There are wide inconsistencies in the way police complaints are handled, the Independent Police Complaints Commission (IPCC) has said today after national police complaints statistics were published.

The IPCC has warned that there remain marked differences in the way police forces across England and Wales deal with complaints and more people are unhappy with how their complaint was handled.

In 2014/15, there were more than 37,000 complaints made against forces across England and Wales - a six per cent overall increase on the year before.

At the same time, the total number of appeals made by dissatisfied complainants increased by seven per cent.

In Essex, there were 1,153 complaints in total - a 24 per cent increase on the year before. The total number of appeals made by dissatisfied complainants was 172 – a five per cent decrease.

The statistics also reveal marked inconsistencies in whether forces investigated most complaints formally, or used more informal ‘local resolution’ processes.

Some forces investigated more than 70 of complaints while others used local resolution in over 70 per cent of cases.

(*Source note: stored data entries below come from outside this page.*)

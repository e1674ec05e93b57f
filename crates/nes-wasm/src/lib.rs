//! NES WASM - WASM wrapper for NES emulator

use nes_core::system::NesSystem;
use nes_core::FRAME_SIZE;
use wasm_bindgen::prelude::wasm_bindgen;
use wasm_bindgen::JsError;

/// NES Emulator wrapper for WASM
#[wasm_bindgen]
pub struct NesEmulator {
    system: NesSystem,
    framebuffer: Vec<u8>,
}

#[wasm_bindgen]
impl NesEmulator {
    /// Create a new NES emulator
    #[wasm_bindgen(constructor)]
    pub fn new() -> NesEmulator {
        Self {
            system: NesSystem::new(),
            framebuffer: vec![0; FRAME_SIZE],
        }
    }

    /// Load an iNES image and reset
    pub fn load_rom(&mut self, rom_data: &[u8]) -> Result<(), JsError> {
        self.system
            .load_rom(rom_data)
            .map_err(|e| JsError::new(&e.to_string()))?;
        self.system.reset();
        Ok(())
    }

    /// Reset the emulator
    pub fn reset(&mut self) {
        self.system.reset();
    }

    /// Run until the next frame is complete and keep a copy of it
    pub fn run_frame(&mut self) -> Result<(), JsError> {
        let framebuffer = &mut self.framebuffer;
        self.system
            .run_frame(&mut |frame: &[u8]| framebuffer.copy_from_slice(frame))
            .map_err(|e| JsError::new(&e.to_string()))
    }

    /// Controller 1 state, one bit per button (A, B, Select, Start, Up, Down, Left, Right)
    pub fn set_buttons(&mut self, buttons: u8) {
        self.system.controller_mut().set_buttons(buttons);
    }

    /// Get the current frame count
    pub fn frame_count(&self) -> u32 {
        self.system.frame_count() as u32
    }

    /// Last completed frame (256x240 RGB pixels)
    /// Returns raw RGB data (184320 bytes: 256 * 240 * 3)
    #[wasm_bindgen(getter)]
    pub fn framebuffer_rgb(&self) -> Vec<u8> {
        self.framebuffer.clone()
    }

    /// Get current PPU scanline
    pub fn scanline(&self) -> u32 {
        u32::from(self.system.ppu().scanline())
    }

    /// Get current PPU dot
    pub fn dot(&self) -> u32 {
        u32::from(self.system.ppu().dot())
    }

    /// Check if VBLANK is active
    pub fn vblank(&self) -> bool {
        self.system.bus().status().vblank()
    }

    /// Get CPU cycles
    pub fn cpu_cycles(&self) -> u32 {
        self.system.cpu().total_cycles() as u32
    }
}

impl Default for NesEmulator {
    fn default() -> Self {
        Self::new()
    }
}

#[wasm_bindgen]
pub fn version() -> String {
    env!("CARGO_PKG_VERSION").to_string()
}

#[cfg(test)]
mod tests {
    use super::*;

    /// Background enabled, palette entry 0 set to white, idle loop at $8000
    fn demo_rom() -> Vec<u8> {
        let program = [
            0xA9, 0x3F, 0x8D, 0x06, 0x20, 0xA9, 0x00, 0x8D, 0x06, 0x20, 0xA9, 0x30, 0x8D, 0x07,
            0x20, 0xA9, 0x08, 0x8D, 0x01, 0x20, 0x4C, 0x14, 0x80,
        ];
        let mut prg = vec![0xEA; 0x4000];
        prg[..program.len()].copy_from_slice(&program);
        prg[0x3FFC] = 0x00;
        prg[0x3FFD] = 0x80;

        let mut rom = vec![b'N', b'E', b'S', 0x1A, 1, 0, 0, 0];
        rom.extend_from_slice(&[0; 8]);
        rom.extend_from_slice(&prg);
        rom
    }

    #[test]
    fn test_run_frame_copies_framebuffer() {
        let mut emulator = NesEmulator::new();
        assert!(emulator.load_rom(&demo_rom()).is_ok());
        assert!(emulator.run_frame().is_ok());
        assert!(emulator.run_frame().is_ok());

        let frame = emulator.framebuffer_rgb();
        assert_eq!(frame.len(), FRAME_SIZE);
        assert_eq!(&frame[..3], &[0xFC, 0xFC, 0xFC]);
        assert_eq!(emulator.frame_count(), 2);
    }

    #[test]
    fn test_reset_restarts_processor() {
        let mut emulator = NesEmulator::new();
        assert!(emulator.load_rom(&demo_rom()).is_ok());
        assert_eq!(emulator.scanline(), 0);
        assert!(!emulator.vblank());
        emulator.set_buttons(0x01);
        assert!(emulator.run_frame().is_ok());
        assert!(emulator.cpu_cycles() > 0);
    }
}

In Essex 44 per cent of cases were investigated and 34 per centwere dealt with through the local resolution process.

Essex Police upheld 26 per cent of complaints and 13 per cent of its investigation appeals.

The IPCC upheld 37 per cent of appeals made about Essex Police complaint investigations.

On average, it took 134 days for Essex Police to resolve a complaint.

Dame Anne Owers, chair of the IPCC, said: “The figures for England and Wales show a complaints system that is both over-complex and inconsistent, and is clearly failing to satisfy a significant number of complainants. Chief Officers and Police and Crime Commissioners should look closely at the figures for their own forces to satisfy themselves that complainants are being treated fairly and well.

“However, the underlying problem is the system itself. We welcome the fact that the government proposes to bring in legislation to simplify and streamline a system that at present satisfies neither those who need it nor those who have to operate it.”